- **EXERCISE DIRECTIONS**:
Word for word, repeat every entry that appears below.

- **ENTRIES PROVIDED**:
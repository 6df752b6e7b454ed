//! Row validation and field extraction for arbitrary CSV schemas
//!
//! A `RowValidator` is built once per header list. Column roles are fixed
//! at construction; extraction then looks at the classified columns first
//! and falls back to scanning the row's own keys.

use chrono::NaiveDate;
use rust_decimal::Decimal;
use serde::Serialize;

use super::amount::parse_amount_value;
use super::columns::{ColumnKeywords, ColumnRole};
use super::date::parse_date;
use super::row::{NormalizedTransaction, RawRow};

/// Outcome of checking one row, in the order the checks run
#[derive(Debug, Clone, Copy, PartialEq, Eq, Serialize)]
#[serde(rename_all = "snake_case")]
pub enum RowVerdict {
    Valid,
    Empty,
    MissingDate,
    MissingAmount,
    MissingDescription,
}

impl RowVerdict {
    pub fn is_valid(&self) -> bool {
        matches!(self, RowVerdict::Valid)
    }

    pub fn reason(&self) -> &'static str {
        match self {
            RowVerdict::Valid => "valid",
            RowVerdict::Empty => "empty row",
            RowVerdict::MissingDate => "missing date",
            RowVerdict::MissingAmount => "missing amount",
            RowVerdict::MissingDescription => "missing description",
        }
    }
}

impl std::fmt::Display for RowVerdict {
    fn fmt(&self, f: &mut std::fmt::Formatter<'_>) -> std::fmt::Result {
        f.write_str(self.reason())
    }
}

#[derive(Debug, Clone)]
pub struct RowValidator {
    headers: Vec<String>,
    roles: Vec<ColumnRole>,
    keywords: ColumnKeywords,
}

impl RowValidator {
    /// Validator using the default English keyword table
    pub fn new(headers: &[String]) -> Self {
        Self::with_keywords(headers, ColumnKeywords::default())
    }

    pub fn with_keywords(headers: &[String], keywords: ColumnKeywords) -> Self {
        let roles = headers.iter().map(|h| keywords.classify(h)).collect();
        Self {
            headers: headers.to_vec(),
            roles,
            keywords,
        }
    }

    /// Validator whose schema is the row's own key list
    pub fn for_row(row: &RawRow, keywords: &ColumnKeywords) -> Self {
        Self::with_keywords(&row.headers(), keywords.clone())
    }

    pub fn headers(&self) -> &[String] {
        &self.headers
    }

    pub fn keywords(&self) -> &ColumnKeywords {
        &self.keywords
    }

    /// (header, role) pairs in header order
    pub fn roles(&self) -> impl Iterator<Item = (&str, ColumnRole)> {
        self.headers
            .iter()
            .zip(self.roles.iter())
            .map(|(h, r)| (h.as_str(), *r))
    }

    fn columns(&self, role: ColumnRole) -> Vec<&str> {
        self.roles()
            .filter(|(_, r)| *r == role)
            .map(|(h, _)| h)
            .collect()
    }

    pub fn date_columns(&self) -> Vec<&str> {
        self.columns(ColumnRole::Date)
    }

    pub fn amount_columns(&self) -> Vec<&str> {
        self.columns(ColumnRole::Amount)
    }

    pub fn description_columns(&self) -> Vec<&str> {
        self.columns(ColumnRole::Description)
    }

    pub fn extract_date(&self, row: &RawRow) -> Option<NaiveDate> {
        let classified = self
            .date_columns()
            .into_iter()
            .filter_map(|col| row.get(col))
            .find_map(parse_date);
        if classified.is_some() {
            return classified;
        }

        // Keys outside the schema the validator was built for
        row.iter()
            .filter(|(key, _)| self.keywords.is_date_like(key))
            .find_map(|(_, value)| parse_date(value))
    }

    pub fn extract_amount(&self, row: &RawRow) -> Option<Decimal> {
        let classified = self
            .amount_columns()
            .into_iter()
            .find_map(|col| self.parse_cell(col, row.get(col)?));
        if classified.is_some() {
            return classified;
        }

        let candidates: Vec<(&str, &str)> = row
            .iter()
            .filter(|(key, _)| self.keywords.is_amount_like(key))
            .collect();
        if !candidates.is_empty() {
            return candidates
                .into_iter()
                .find_map(|(key, value)| self.parse_cell(key, value));
        }

        // No amount-looking key at all: any column holding a number will do
        row.iter().find_map(|(key, value)| self.parse_cell(key, value))
    }

    fn parse_cell(&self, column: &str, value: &str) -> Option<Decimal> {
        if value.is_empty() {
            return None;
        }
        parse_amount_value(value, column, &self.keywords)
    }

    pub fn has_description(&self, row: &RawRow) -> bool {
        self.description(row).is_some()
    }

    /// First non-empty description value, trimmed
    ///
    /// Classified description columns are read first, then any key of the
    /// row that is neither date-like nor amount-like.
    pub fn description(&self, row: &RawRow) -> Option<String> {
        let non_empty = |v: &str| {
            let v = v.trim();
            (!v.is_empty()).then(|| v.to_string())
        };

        self.description_columns()
            .into_iter()
            .filter_map(|col| row.get(col))
            .find_map(non_empty)
            .or_else(|| {
                row.iter()
                    .filter(|(key, _)| self.keywords.is_description_like(key))
                    .find_map(|(_, value)| non_empty(value))
            })
    }

    pub fn normalize(&self, row: &RawRow) -> NormalizedTransaction {
        NormalizedTransaction {
            date: self.extract_date(row),
            amount: self.extract_amount(row),
            description: self.description(row),
        }
    }

    /// Run the date, amount and description checks in order, stopping at
    /// the first failure
    pub fn check_row(&self, row: &RawRow) -> RowVerdict {
        if row.is_empty() || row.is_blank() {
            return RowVerdict::Empty;
        }
        if self.extract_date(row).is_none() {
            return RowVerdict::MissingDate;
        }
        if self.extract_amount(row).is_none() {
            return RowVerdict::MissingAmount;
        }
        if !self.has_description(row) {
            return RowVerdict::MissingDescription;
        }
        RowVerdict::Valid
    }

    pub fn is_row_valid(&self, row: &RawRow) -> bool {
        self.check_row(row).is_valid()
    }
}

- **RESULT OF THIS EXERCISE**:
repository 6df752b6e7b454ed
//! Row validation and field extraction for arbitrary CSV schemas
//!
//! A `RowValidator` is built once per header list. Column roles are fixed
//! at construction; extraction then looks at the classified columns first
//! and falls back to scanning the row's own keys.

use chrono::NaiveDate;
use rust_decimal::Decimal;
use serde::Serialize;

use super::amount::parse_amount_value;
use super::columns::{ColumnKeywords, ColumnRole};
use super::date::parse_date;
use super::row::{NormalizedTransaction, RawRow};

/// Outcome of checking one row, in the order the checks run
#[derive(Debug, Clone, Copy, PartialEq, Eq, Serialize)]
#[serde(rename_all = "snake_case")]
pub enum RowVerdict {
    Valid,
    Empty,
    MissingDate,
    MissingAmount,
    MissingDescription,
}

impl RowVerdict {
    pub fn is_valid(&self) -> bool {
        matches!(self, RowVerdict::Valid)
    }

    pub fn reason(&self) -> &'static str {
        match self {
            RowVerdict::Valid => "valid",
            RowVerdict::Empty => "empty row",
            RowVerdict::MissingDate => "missing date",
            RowVerdict::MissingAmount => "missing amount",
            RowVerdict::MissingDescription => "missing description",
        }
    }
}

impl std::fmt::Display for RowVerdict {
    fn fmt(&self, f: &mut std::fmt::Formatter<'_>) -> std::fmt::Result {
        f.write_str(self.reason())
    }
}

#[derive(Debug, Clone)]
pub struct RowValidator {
    headers: Vec<String>,
    roles: Vec<ColumnRole>,
    keywords: ColumnKeywords,
}

impl RowValidator {
    /// Validator using the default English keyword table
    pub fn new(headers: &[String]) -> Self {
        Self::with_keywords(headers, ColumnKeywords::default())
    }

    pub fn with_keywords(headers: &[String], keywords: ColumnKeywords) -> Self {
        let roles = headers.iter().map(|h| keywords.classify(h)).collect();
        Self {
            headers: headers.to_vec(),
            roles,
            keywords,
        }
    }

    /// Validator whose schema is the row's own key list
    pub fn for_row(row: &RawRow, keywords: &ColumnKeywords) -> Self {
        Self::with_keywords(&row.headers(), keywords.clone())
    }

    pub fn headers(&self) -> &[String] {
        &self.headers
    }

    pub fn keywords(&self) -> &ColumnKeywords {
        &self.keywords
    }

    /// (header, role) pairs in header order
    pub fn roles(&self) -> impl Iterator<Item = (&str, ColumnRole)> {
        self.headers
            .iter()
            .zip(self.roles.iter())
            .map(|(h, r)| (h.as_str(), *r))
    }

    fn columns(&self, role: ColumnRole) -> Vec<&str> {
        self.roles()
            .filter(|(_, r)| *r == role)
            .map(|(h, _)| h)
            .collect()
    }

    pub fn date_columns(&self) -> Vec<&str> {
        self.columns(ColumnRole::Date)
    }

    pub fn amount_columns(&self) -> Vec<&str> {
        self.columns(ColumnRole::Amount)
    }

    pub fn description_columns(&self) -> Vec<&str> {
        self.columns(ColumnRole::Description)
    }

    pub fn extract_date(&self, row: &RawRow) -> Option<NaiveDate> {
        let classified = self
            .date_columns()
            .into_iter()
            .filter_map(|col| row.get(col))
            .find_map(parse_date);
        if classified.is_some() {
            return classified;
        }

        // Keys outside the schema the validator was built for
        row.iter()
            .filter(|(key, _)| self.keywords.is_date_like(key))
            .find_map(|(_, value)| parse_date(value))
    }

    pub fn extract_amount(&self, row: &RawRow) -> Option<Decimal> {
        let classified = self
            .amount_columns()
            .into_iter()
            .find_map(|col| self.parse_cell(col, row.get(col)?));
        if classified.is_some() {
            return classified;
        }

        let candidates: Vec<(&str, &str)> = row
            .iter()
            .filter(|(key, _)| self.keywords.is_amount_like(key))
            .collect();
        if !candidates.is_empty() {
            return candidates
                .into_iter()
                .find_map(|(key, value)| self.parse_cell(key, value));
        }

        // No amount-looking key at all: any column holding a number will do
        row.iter().find_map(|(key, value)| self.parse_cell(key, value))
    }

    fn parse_cell(&self, column: &str, value: &str) -> Option<Decimal> {
        if value.is_empty() {
            return None;
        }
        parse_amount_value(value, column, &self.keywords)
    }

    pub fn has_description(&self, row: &RawRow) -> bool {
        self.description(row).is_some()
    }

    /// First non-empty description value, trimmed
    ///
    /// Classified description columns are read first, then any key of the
    /// row that is neither date-like nor amount-like.
    pub fn description(&self, row: &RawRow) -> Option<String> {
        let non_empty = |v: &str| {
            let v = v.trim();
            (!v.is_empty()).then(|| v.to_string())
        };

        self.description_columns()
            .into_iter()
            .filter_map(|col| row.get(col))
            .find_map(non_empty)
            .or_else(|| {
                row.iter()
                    .filter(|(key, _)| self.keywords.is_description_like(key))
                    .find_map(|(_, value)| non_empty(value))
            })
    }

    pub fn normalize(&self, row: &RawRow) -> NormalizedTransaction {
        NormalizedTransaction {
            date: self.extract_date(row),
            amount: self.extract_amount(row),
            description: self.description(row),
        }
    }

    /// Run the date, amount and description checks in order, stopping at
    /// the first failure
    pub fn check_row(&self, row: &RawRow) -> RowVerdict {
        if row.is_empty() || row.is_blank() {
            return RowVerdict::Empty;
        }
        if self.extract_date(row).is_none() {
            return RowVerdict::MissingDate;
        }
        if self.extract_amount(row).is_none() {
            return RowVerdict::MissingAmount;
        }
        if !self.has_description(row) {
            return RowVerdict::MissingDescription;
        }
        RowVerdict::Valid
    }

    pub fn is_row_valid(&self, row: &RawRow) -> bool {
        self.check_row(row).is_valid()
    }
}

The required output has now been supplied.